-------- Material supplied --------

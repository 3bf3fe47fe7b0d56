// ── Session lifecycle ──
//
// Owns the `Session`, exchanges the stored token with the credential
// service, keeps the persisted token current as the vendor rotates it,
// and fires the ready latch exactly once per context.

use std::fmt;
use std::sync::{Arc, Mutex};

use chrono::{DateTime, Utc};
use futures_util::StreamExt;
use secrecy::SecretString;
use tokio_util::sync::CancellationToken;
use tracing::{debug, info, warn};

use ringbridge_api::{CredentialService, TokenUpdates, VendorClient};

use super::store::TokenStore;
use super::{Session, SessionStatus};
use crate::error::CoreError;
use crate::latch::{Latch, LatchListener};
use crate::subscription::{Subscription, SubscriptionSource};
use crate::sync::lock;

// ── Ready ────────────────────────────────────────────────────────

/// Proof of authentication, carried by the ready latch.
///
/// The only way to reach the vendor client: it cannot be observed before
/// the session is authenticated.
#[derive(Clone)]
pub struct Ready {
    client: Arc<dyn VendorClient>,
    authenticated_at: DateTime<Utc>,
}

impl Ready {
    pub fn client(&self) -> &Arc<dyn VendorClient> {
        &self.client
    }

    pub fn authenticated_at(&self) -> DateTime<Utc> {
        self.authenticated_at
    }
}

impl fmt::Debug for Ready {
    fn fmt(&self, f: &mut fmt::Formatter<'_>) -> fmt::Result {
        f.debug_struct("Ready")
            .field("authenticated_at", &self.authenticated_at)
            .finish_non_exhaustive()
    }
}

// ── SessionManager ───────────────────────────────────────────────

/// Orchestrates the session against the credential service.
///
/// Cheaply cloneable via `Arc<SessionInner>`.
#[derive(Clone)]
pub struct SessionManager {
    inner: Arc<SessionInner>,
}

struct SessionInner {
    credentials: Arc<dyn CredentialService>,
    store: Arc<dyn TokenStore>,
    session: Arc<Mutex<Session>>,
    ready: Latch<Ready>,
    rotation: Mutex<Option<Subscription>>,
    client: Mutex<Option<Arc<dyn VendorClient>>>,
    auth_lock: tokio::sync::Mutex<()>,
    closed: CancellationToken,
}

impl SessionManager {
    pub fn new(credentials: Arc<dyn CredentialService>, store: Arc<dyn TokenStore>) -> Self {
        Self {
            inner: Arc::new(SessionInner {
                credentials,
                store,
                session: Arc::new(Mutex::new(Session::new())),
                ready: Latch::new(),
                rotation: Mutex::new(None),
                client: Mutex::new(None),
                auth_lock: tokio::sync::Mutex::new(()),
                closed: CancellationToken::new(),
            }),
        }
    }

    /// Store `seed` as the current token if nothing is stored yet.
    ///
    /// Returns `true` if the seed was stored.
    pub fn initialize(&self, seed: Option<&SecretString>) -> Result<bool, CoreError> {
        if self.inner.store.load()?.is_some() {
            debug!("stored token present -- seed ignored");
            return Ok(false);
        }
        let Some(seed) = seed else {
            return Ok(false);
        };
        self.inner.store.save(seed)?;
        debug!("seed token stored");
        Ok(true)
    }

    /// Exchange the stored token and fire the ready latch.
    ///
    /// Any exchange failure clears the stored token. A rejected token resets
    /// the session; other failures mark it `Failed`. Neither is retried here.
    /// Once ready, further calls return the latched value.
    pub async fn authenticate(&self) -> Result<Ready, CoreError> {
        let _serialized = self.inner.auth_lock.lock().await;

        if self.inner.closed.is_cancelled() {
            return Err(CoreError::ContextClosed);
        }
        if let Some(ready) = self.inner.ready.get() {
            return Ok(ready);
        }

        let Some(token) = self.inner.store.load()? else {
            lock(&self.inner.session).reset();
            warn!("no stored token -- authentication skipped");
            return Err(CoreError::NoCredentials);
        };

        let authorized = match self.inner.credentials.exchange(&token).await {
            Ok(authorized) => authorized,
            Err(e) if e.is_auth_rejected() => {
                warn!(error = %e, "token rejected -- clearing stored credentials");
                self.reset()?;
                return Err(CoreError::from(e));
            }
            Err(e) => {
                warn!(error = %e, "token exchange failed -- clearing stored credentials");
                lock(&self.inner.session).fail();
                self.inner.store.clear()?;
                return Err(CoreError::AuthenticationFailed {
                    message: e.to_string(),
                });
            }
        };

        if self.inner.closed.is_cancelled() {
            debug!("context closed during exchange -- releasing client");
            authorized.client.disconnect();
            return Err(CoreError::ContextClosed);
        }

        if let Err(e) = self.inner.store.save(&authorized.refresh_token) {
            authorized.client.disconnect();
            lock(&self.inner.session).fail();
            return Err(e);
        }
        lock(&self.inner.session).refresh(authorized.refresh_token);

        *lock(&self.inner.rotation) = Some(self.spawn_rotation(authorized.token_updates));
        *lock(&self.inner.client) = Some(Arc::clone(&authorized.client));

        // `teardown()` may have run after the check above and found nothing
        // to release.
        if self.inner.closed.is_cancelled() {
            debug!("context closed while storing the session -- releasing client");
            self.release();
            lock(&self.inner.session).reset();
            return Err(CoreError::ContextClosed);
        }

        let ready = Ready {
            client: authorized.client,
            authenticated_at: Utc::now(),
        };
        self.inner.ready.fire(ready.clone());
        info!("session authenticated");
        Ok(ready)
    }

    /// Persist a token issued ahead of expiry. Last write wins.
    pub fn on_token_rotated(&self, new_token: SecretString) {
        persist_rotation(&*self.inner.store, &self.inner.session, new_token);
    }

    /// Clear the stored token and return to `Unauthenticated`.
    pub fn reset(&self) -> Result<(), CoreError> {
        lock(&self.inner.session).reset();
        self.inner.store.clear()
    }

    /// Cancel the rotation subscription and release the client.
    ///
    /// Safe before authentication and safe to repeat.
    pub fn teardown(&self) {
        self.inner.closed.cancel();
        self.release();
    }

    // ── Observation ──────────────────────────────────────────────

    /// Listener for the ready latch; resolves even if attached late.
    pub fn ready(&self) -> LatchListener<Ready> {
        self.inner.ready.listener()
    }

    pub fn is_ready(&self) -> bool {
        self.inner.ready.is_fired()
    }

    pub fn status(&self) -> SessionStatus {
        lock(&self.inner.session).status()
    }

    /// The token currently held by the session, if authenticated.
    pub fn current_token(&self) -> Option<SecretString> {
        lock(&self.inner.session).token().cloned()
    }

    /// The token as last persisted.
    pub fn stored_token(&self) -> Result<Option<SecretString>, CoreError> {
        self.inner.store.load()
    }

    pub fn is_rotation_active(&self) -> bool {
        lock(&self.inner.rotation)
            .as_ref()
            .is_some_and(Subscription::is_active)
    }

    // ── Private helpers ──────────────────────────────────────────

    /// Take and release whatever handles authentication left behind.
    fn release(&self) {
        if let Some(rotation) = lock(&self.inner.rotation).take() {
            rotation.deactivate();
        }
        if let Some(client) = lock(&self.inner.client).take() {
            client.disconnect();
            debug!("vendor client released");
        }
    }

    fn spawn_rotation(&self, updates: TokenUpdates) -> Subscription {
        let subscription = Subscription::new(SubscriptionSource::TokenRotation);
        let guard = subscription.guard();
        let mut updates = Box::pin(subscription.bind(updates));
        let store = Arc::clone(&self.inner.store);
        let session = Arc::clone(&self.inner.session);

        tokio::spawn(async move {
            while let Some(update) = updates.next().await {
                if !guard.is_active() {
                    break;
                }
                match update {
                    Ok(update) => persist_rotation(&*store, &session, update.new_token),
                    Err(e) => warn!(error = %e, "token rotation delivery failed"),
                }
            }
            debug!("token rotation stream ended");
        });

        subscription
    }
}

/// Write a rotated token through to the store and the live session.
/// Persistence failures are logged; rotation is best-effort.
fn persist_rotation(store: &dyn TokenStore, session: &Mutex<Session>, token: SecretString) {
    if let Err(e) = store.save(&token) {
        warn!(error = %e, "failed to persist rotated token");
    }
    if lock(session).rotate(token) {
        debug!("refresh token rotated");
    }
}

--------
-------- Material supplied --------

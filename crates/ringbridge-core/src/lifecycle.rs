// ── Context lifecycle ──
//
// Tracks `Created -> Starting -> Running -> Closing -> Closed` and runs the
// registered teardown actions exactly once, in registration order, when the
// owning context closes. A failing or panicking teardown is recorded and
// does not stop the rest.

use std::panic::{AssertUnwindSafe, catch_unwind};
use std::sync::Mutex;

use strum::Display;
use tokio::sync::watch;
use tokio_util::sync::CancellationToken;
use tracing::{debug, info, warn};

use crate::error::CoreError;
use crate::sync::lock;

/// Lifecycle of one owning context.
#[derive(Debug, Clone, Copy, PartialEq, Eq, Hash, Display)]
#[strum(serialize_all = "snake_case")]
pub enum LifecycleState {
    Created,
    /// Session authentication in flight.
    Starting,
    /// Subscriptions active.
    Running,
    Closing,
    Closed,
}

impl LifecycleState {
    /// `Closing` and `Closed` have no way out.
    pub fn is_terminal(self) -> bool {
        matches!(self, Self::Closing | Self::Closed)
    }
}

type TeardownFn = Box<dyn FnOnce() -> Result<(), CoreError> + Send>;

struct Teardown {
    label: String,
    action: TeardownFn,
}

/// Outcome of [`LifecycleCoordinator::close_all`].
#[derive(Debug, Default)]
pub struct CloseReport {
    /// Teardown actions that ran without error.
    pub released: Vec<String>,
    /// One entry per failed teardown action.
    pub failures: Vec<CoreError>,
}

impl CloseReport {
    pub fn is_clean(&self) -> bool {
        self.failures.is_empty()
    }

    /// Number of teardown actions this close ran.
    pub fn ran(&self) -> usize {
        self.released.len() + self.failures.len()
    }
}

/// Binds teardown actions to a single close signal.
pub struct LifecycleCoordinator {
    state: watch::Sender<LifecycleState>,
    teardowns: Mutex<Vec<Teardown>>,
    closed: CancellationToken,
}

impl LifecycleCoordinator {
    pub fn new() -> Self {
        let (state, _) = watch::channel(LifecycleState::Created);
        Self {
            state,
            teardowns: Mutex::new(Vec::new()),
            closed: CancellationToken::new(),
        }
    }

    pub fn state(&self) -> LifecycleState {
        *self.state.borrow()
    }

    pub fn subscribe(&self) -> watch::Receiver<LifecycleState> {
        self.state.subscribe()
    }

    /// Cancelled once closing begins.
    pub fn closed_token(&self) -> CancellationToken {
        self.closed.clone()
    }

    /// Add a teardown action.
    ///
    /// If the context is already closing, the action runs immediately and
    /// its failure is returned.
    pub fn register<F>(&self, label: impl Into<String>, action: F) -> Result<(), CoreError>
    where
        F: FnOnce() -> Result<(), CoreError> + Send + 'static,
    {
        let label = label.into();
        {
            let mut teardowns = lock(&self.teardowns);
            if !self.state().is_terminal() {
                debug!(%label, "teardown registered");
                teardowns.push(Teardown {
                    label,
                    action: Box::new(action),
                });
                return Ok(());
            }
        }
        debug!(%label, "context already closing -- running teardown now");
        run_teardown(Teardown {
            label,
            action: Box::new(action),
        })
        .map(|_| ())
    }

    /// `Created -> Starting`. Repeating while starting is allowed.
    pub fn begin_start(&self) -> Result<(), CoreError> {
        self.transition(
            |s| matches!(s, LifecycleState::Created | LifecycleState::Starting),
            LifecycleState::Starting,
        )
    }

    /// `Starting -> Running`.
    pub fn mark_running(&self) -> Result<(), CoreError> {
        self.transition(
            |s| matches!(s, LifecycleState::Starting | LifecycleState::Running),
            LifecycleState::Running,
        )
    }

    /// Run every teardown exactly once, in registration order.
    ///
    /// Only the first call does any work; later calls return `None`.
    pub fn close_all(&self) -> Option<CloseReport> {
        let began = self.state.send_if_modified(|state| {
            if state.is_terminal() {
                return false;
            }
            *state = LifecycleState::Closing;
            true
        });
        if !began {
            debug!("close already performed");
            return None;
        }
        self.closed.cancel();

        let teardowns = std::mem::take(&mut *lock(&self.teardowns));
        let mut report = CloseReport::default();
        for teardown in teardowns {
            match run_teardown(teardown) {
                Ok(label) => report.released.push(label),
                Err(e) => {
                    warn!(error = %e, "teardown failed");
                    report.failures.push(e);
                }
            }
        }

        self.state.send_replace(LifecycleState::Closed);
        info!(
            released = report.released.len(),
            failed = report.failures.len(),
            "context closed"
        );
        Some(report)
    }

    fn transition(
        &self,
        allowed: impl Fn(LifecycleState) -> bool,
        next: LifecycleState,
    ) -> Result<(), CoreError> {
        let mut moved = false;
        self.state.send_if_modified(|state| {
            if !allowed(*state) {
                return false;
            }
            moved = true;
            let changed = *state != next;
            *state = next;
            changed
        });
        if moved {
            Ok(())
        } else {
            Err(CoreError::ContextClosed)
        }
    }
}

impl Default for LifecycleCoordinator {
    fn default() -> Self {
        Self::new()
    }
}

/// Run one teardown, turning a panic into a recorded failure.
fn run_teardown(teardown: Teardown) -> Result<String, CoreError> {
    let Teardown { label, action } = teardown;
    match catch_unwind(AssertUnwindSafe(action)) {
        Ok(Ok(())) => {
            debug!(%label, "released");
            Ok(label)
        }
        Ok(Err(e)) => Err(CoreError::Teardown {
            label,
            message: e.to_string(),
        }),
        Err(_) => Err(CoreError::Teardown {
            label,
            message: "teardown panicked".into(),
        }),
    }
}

--------
-------- Material supplied --------

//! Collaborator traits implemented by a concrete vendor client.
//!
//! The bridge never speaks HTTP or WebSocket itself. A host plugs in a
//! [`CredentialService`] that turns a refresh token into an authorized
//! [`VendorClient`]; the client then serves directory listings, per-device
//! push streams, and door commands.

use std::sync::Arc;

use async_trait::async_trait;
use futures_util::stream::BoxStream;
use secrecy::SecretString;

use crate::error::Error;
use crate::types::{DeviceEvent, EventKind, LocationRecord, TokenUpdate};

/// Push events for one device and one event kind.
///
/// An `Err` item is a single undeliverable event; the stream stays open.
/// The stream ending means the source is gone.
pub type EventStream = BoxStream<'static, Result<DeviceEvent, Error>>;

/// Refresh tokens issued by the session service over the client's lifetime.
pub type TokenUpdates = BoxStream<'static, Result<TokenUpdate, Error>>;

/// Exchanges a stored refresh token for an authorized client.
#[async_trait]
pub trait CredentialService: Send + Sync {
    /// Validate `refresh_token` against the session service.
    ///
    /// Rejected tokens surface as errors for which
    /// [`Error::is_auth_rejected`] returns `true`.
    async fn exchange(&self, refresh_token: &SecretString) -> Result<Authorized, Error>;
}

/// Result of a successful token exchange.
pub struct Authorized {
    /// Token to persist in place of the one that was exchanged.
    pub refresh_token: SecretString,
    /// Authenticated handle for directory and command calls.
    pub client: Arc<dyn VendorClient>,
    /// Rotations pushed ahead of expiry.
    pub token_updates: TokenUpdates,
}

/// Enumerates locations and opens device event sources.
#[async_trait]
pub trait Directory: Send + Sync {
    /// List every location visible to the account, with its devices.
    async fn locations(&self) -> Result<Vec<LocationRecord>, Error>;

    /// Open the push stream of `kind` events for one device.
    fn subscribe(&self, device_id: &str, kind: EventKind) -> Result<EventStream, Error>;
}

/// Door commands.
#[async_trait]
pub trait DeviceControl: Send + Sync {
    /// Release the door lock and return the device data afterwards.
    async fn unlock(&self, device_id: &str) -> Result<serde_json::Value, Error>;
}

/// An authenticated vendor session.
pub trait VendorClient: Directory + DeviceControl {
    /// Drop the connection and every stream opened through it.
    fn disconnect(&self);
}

--------

Brief: Set down, unchanged, only those lines above that fall between the line with "into an authorized" and the line with "pub struct Authorized", the two end lines included.

Final answer:
//! [`CredentialService`] that turns a refresh token into an authorized
//! [`VendorClient`]; the client then serves directory listings, per-device
//! push streams, and door commands.

use std::sync::Arc;

use async_trait::async_trait;
use futures_util::stream::BoxStream;
use secrecy::SecretString;

use crate::error::Error;
use crate::types::{DeviceEvent, EventKind, LocationRecord, TokenUpdate};

/// Push events for one device and one event kind.
///
/// An `Err` item is a single undeliverable event; the stream stays open.
/// The stream ending means the source is gone.
pub type EventStream = BoxStream<'static, Result<DeviceEvent, Error>>;

/// Refresh tokens issued by the session service over the client's lifetime.
pub type TokenUpdates = BoxStream<'static, Result<TokenUpdate, Error>>;

/// Exchanges a stored refresh token for an authorized client.
#[async_trait]
pub trait CredentialService: Send + Sync {
    /// Validate `refresh_token` against the session service.
    ///
    /// Rejected tokens surface as errors for which
    /// [`Error::is_auth_rejected`] returns `true`.
    async fn exchange(&self, refresh_token: &SecretString) -> Result<Authorized, Error>;
}

/// Result of a successful token exchange.
pub struct Authorized {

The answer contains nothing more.